The facts pertinent to the disposition of this appeal are as follows. On January 16, 1979, the Vanderburgh County prosecutor filed a two-count information against Jesse A. McCormick. Count I alleges under Ind. Code § 35-42-1-1 (Burns 1979 Repl.) that McCormick strangled Douglas Overby on October 5,1978, causing him to die on January 5, 1979. Pursuant to § 35-50-2-9, supra, Count II sets forth an allegation which allegedly constitutes one of the statutory aggravating circumstances. This count alleges that McCormick murdered one Harold Lewis on May 17, 1977. As stated in the information, the prosecution alleges that “the murder of said Harold Lewis [is] an aggravating circumstance of the crime of murder as charged in Count I. . . ” This count is brought under subsection (bX8) of the death penalty statute, supra, which provides that the State may prove, as an aggravating circumstance, that “the defendant has committed another murder, at any time, regardless of whether he has been convicted of that other murder.”
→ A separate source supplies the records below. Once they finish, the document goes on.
// SPDX-License-Identifier: BUSL-1.1
// Copyright (c) 2026 Alfred Jean LLC

//! Payload types shared by several responses.

use hp_core::{BuildId, BuildState};
use serde::{Deserialize, Serialize};

/// Snapshot of the live build for status display
#[derive(Debug, Clone, Serialize, Deserialize, PartialEq)]
pub struct BuildStatus {
    pub build_id: BuildId,
    pub state: BuildState,
    /// `host:port` of the running app, once started
    #[serde(default, skip_serializing_if = "Option::is_none")]
    pub address: Option<String>,
    pub runtime: String,
    #[serde(default, skip_serializing_if = "Option::is_none")]
    pub vm: Option<String>,
    /// Accumulated compiler and app output
    #[serde(default)]
    pub log: String,
}

/// Machine-readable error classification
#[derive(Debug, Clone, Copy, PartialEq, Eq, Serialize, Deserialize)]
#[serde(rename_all = "snake_case")]
pub enum ErrorKind {
    /// Malformed or incomplete request
    BadRequest,
    /// Missing or wrong auth token, or version mismatch
    Unauthorized,
    /// No live build, or a different build id
    NotFound,
    /// Operation not valid in the build's current state
    Conflict,
    /// Uploaded bytes did not match the declared hash
    ChecksumMismatch,
    /// Compiler exited unsuccessfully; `log` holds its output
    CompileFailed,
    /// Filesystem or process failure on the daemon
    Internal,
}

impl ErrorKind {
    /// HTTP-style status code for display.
    pub fn status_code(&self) -> u16 {
        match self {
            ErrorKind::BadRequest | ErrorKind::ChecksumMismatch => 400,
            ErrorKind::Unauthorized => 401,
            ErrorKind::NotFound => 404,
            ErrorKind::Conflict => 409,
            ErrorKind::CompileFailed | ErrorKind::Internal => 500,
        }
    }
}

hp_core::simple_display! {
    ErrorKind {
        BadRequest => "bad request",
        Unauthorized => "unauthorized",
        NotFound => "not found",
        Conflict => "conflict",
        ChecksumMismatch => "checksum mismatch",
        CompileFailed => "compile failed",
        Internal => "internal error",
    }
}
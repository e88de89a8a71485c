// SPDX-License-Identifier: BUSL-1.1
// Copyright (c) 2026 Alfred Jean LLC

//! hp - hotpush CLI

use std::path::PathBuf;

use anyhow::Result;
use clap::{Parser, Subcommand};
use hp_cli::commands::{deploy, status, stop};
use hp_cli::output::OutputFormat;
use hp_cli::{color, ControlClient, ExitError, DEFAULT_TARGET, DEFAULT_UPLOAD_WORKERS};
use tracing_subscriber::EnvFilter;

#[derive(Parser)]
#[command(
    name = "hp",
    version,
    about = "Push a local app to a hotpush daemon, build it, and run it",
    styles = color::styles(),
)]
struct Cli {
    /// Daemon control address
    #[arg(long, global = true, env = "HP_TARGET", default_value = DEFAULT_TARGET)]
    target: String,

    /// Shared secret expected by the daemon
    #[arg(long, global = true, env = "HP_AUTH_TOKEN", hide_env_values = true)]
    token: Option<String>,

    #[command(subcommand)]
    command: Commands,
}

#[derive(Subcommand)]
enum Commands {
    /// Upload the app directory, compile it, and start it
    Deploy {
        /// App config; its directory is the app root
        #[arg(default_value = "hotpush.toml")]
        config: PathBuf,

        /// Concurrent uploads
        #[arg(long, default_value_t = DEFAULT_UPLOAD_WORKERS)]
        workers: usize,
    },
    /// Show the live build's state, address, and log
    Status {
        #[arg(long, value_enum, default_value_t = OutputFormat::Text)]
        format: OutputFormat,
    },
    /// Stop the running app
    Stop,
}

#[tokio::main]
async fn main() {
    if let Err(e) = run().await {
        if let Some(exit) = e.downcast_ref::<ExitError>() {
            if !exit.message.is_empty() {
                eprintln!("Error: {}", exit.message);
            }
            std::process::exit(exit.code);
        }
        eprintln!("Error: {e:#}");
        std::process::exit(1);
    }
}

async fn run() -> Result<()> {
    let filter = EnvFilter::try_from_env("HP_LOG").unwrap_or_else(|_| EnvFilter::new("warn"));
    tracing_subscriber::fmt().with_env_filter(filter).with_writer(std::io::stderr).init();

    let cli = Cli::parse();
    let client = ControlClient::new(cli.target, cli.token);

    match cli.command {
        Commands::Deploy { config, workers } => deploy::handle(&client, &config, workers).await,
        Commands::Status { format } => status::handle(&client, format).await,
        Commands::Stop => stop::handle(&client).await,
    }
}
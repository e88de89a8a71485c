// SPDX-License-Identifier: BUSL-1.1
// Copyright (c) 2026 Alfred Jean LLC

//! Control-channel authentication specs.

use crate::prelude::*;

const TOKEN: &str = "s3cret";

#[tokio::test]
async fn missing_token_is_unauthorized() {
    let daemon = Daemon::start_with_token(Some(TOKEN)).await;

    let err = daemon.client().status().await.unwrap_err();
    assert_eq!(err.kind(), Some(ErrorKind::Unauthorized));

    daemon.stop().await;
}

#[tokio::test]
async fn wrong_token_cannot_deploy() {
    let daemon = Daemon::start_with_token(Some(TOKEN)).await;
    let app = App::script();
    let client = ControlClient::new(daemon.control.clone(), Some("guess".to_string()));

    let err = deploy(&client, &app.config_path(), 2).await.unwrap_err();
    let rejected = err.downcast_ref::<ClientError>().expect("ClientError");
    assert_eq!(rejected.kind(), Some(ErrorKind::Unauthorized));

    daemon.stop().await;
}

#[tokio::test]
async fn matching_token_is_accepted() {
    let daemon = Daemon::start_with_token(Some(TOKEN)).await;
    let client = ControlClient::new(daemon.control.clone(), Some(TOKEN.to_string()));

    client.hello().await.unwrap();
    assert!(client.status().await.unwrap().is_none());

    daemon.stop().await;
}
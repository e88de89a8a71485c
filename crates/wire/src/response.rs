// SPDX-License-Identifier: BUSL-1.1
// Copyright (c) 2026 Alfred Jean LLC

use hp_core::BuildId;
use serde::{Deserialize, Serialize};

use super::{BuildStatus, ErrorKind};

/// Response from daemon to CLI
#[derive(Debug, Clone, Serialize, Deserialize, PartialEq)]
#[serde(tag = "type")]
pub enum Response {
    /// Generic success
    Ok,

    /// Version handshake response
    Hello { version: String },

    /// Build allocated; the client must upload `need_files`
    BuildCreated {
        build_id: BuildId,
        /// Paths to upload; a directory means everything beneath it
        need_files: Vec<String>,
        /// Number of stale paths deleted from the working directory
        #[serde(default)]
        removed: usize,
    },

    /// File stored in the working directory
    FileWritten { path: String },

    /// Build compiled and its process spawned
    BuildStarted {
        build_id: BuildId,
        address: String,
        message: String,
    },

    /// Live build status (`None` when nothing was ever deployed)
    Status { build: Option<Box<BuildStatus>> },

    /// Error response
    Error {
        kind: ErrorKind,
        message: String,
        /// Captured build output, when the failure has one
        #[serde(default, skip_serializing_if = "Option::is_none")]
        log: Option<String>,
    },
}

impl Response {
    pub fn error(kind: ErrorKind, message: impl Into<String>) -> Self {
        Response::Error { kind, message: message.into(), log: None }
    }

    pub fn is_error(&self) -> bool {
        matches!(self, Response::Error { .. })
    }
}

#[cfg(test)]
#[path = "response_tests.rs"]
mod tests;
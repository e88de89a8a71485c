// SPDX-License-Identifier: BUSL-1.1
// Copyright (c) 2026 Alfred Jean LLC

//! Compile command, artifact location, and library search path per runtime.

use std::path::{Path, PathBuf};

use hp_core::{AppConfig, ConfigError};

use super::environ::{append_search_path, get_env, set_env, EnvList};

/// Directory under the working directory that holds vendored Go packages.
pub const GO_PATH_DIR: &str = "_gopath";

/// How to compile and launch one runtime.
#[derive(Debug, Clone, PartialEq, Eq)]
pub struct Toolchain {
    pub program: String,
    pub args: Vec<String>,
    /// Executable produced by the compile step, relative to the working directory
    pub artifact: PathBuf,
    /// Search-path variable pointed at `library_dir` inside the working directory
    pub library_var: &'static str,
    pub library_dir: String,
}

impl Toolchain {
    pub fn for_config(config: &AppConfig) -> Result<Self, ConfigError> {
        match config.runtime.as_str() {
            "go" => Ok(Self {
                program: "go".to_string(),
                args: ["build", "-tags", "appenginevm", "-o", "a.out"].map(String::from).to_vec(),
                artifact: PathBuf::from("a.out"),
                library_var: "GOPATH",
                library_dir: GO_PATH_DIR.to_string(),
            }),
            "custom" => {
                let build = config.build.as_ref().ok_or(ConfigError::MissingBuild)?;
                let (program, args) =
                    build.command.split_first().ok_or(ConfigError::EmptyBuildCommand)?;
                if build.artifact.is_empty() {
                    return Err(ConfigError::EmptyArtifact);
                }
                Ok(Self {
                    program: program.clone(),
                    args: args.to_vec(),
                    artifact: PathBuf::from(&build.artifact),
                    library_var: "LD_LIBRARY_PATH",
                    library_dir: build.library_dir.clone(),
                })
            }
            "" => Err(ConfigError::MissingRuntime),
            other => Err(ConfigError::UnsupportedRuntime(other.to_string())),
        }
    }

    pub fn library_path(&self, work_dir: &Path) -> String {
        work_dir.join(&self.library_dir).to_string_lossy().into_owned()
    }

    /// Compiler environment: the inherited search path is extended, not replaced.
    pub fn compile_env(&self, work_dir: &Path, base: EnvList) -> EnvList {
        let mut env = base;
        let value = append_search_path(get_env(&env, self.library_var), &self.library_path(work_dir));
        set_env(&mut env, self.library_var, value);
        env
    }

    /// Search-path binding for the running app.
    pub fn run_binding(&self, work_dir: &Path) -> (&'static str, String) {
        (self.library_var, self.library_path(work_dir))
    }
}

#[cfg(test)]
#[path = "toolchain_tests.rs"]
mod tests;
In a separate cause, defendant McCormick also stands charged in the Vander-burgh Circuit Court, by an indictment returned October 24,1978, with the murder of Harold Lewis. McCormick has not been tried on this charge, although the charge is still pending. The State and the defendant have stipulated that these two killings are not related or connected in any way. They have further stipulated:

“The evidence of the alleged homicide of Harold Lewis or evidence of Jesse McCormick’s conviction if in fact he should be convicted of said homicide would not be admissible in the State’s case in chief in the trial relating to the homicide of Doublass Overby for any purpose including proof of knowledge, intent, motive, common scheme, identity, design, plan, res gestae, or mistake.
The evidence of the alleged homicide of Douglass Overby or evidence of Jesse McCormick’s conviction if in fact he should be convicted of said homicide would not be admissible in the State’s [279]*279case in chief in the trial relating to the homicide of Harold Lewis for any purpose including proof of knowledge, intent, motive, common scheme, identity, design, plan, res gestae, or mistake.”

Record at 45.

Defendant McCormick filed a motion to dismiss Count II, claiming that Ind. Code § 35-50-2-9(b)(8) is unconstitutional on its face and as applied to his case. While defendant’s motion raised several alternative alleged grounds for finding the statute unconstitutional, the trial court disposed of the motion on only one ground. Accordingly, this one issue is the only question before this Court. The trial court held that subsection (b)(8), as applied to this case, denies the defendant due process of law.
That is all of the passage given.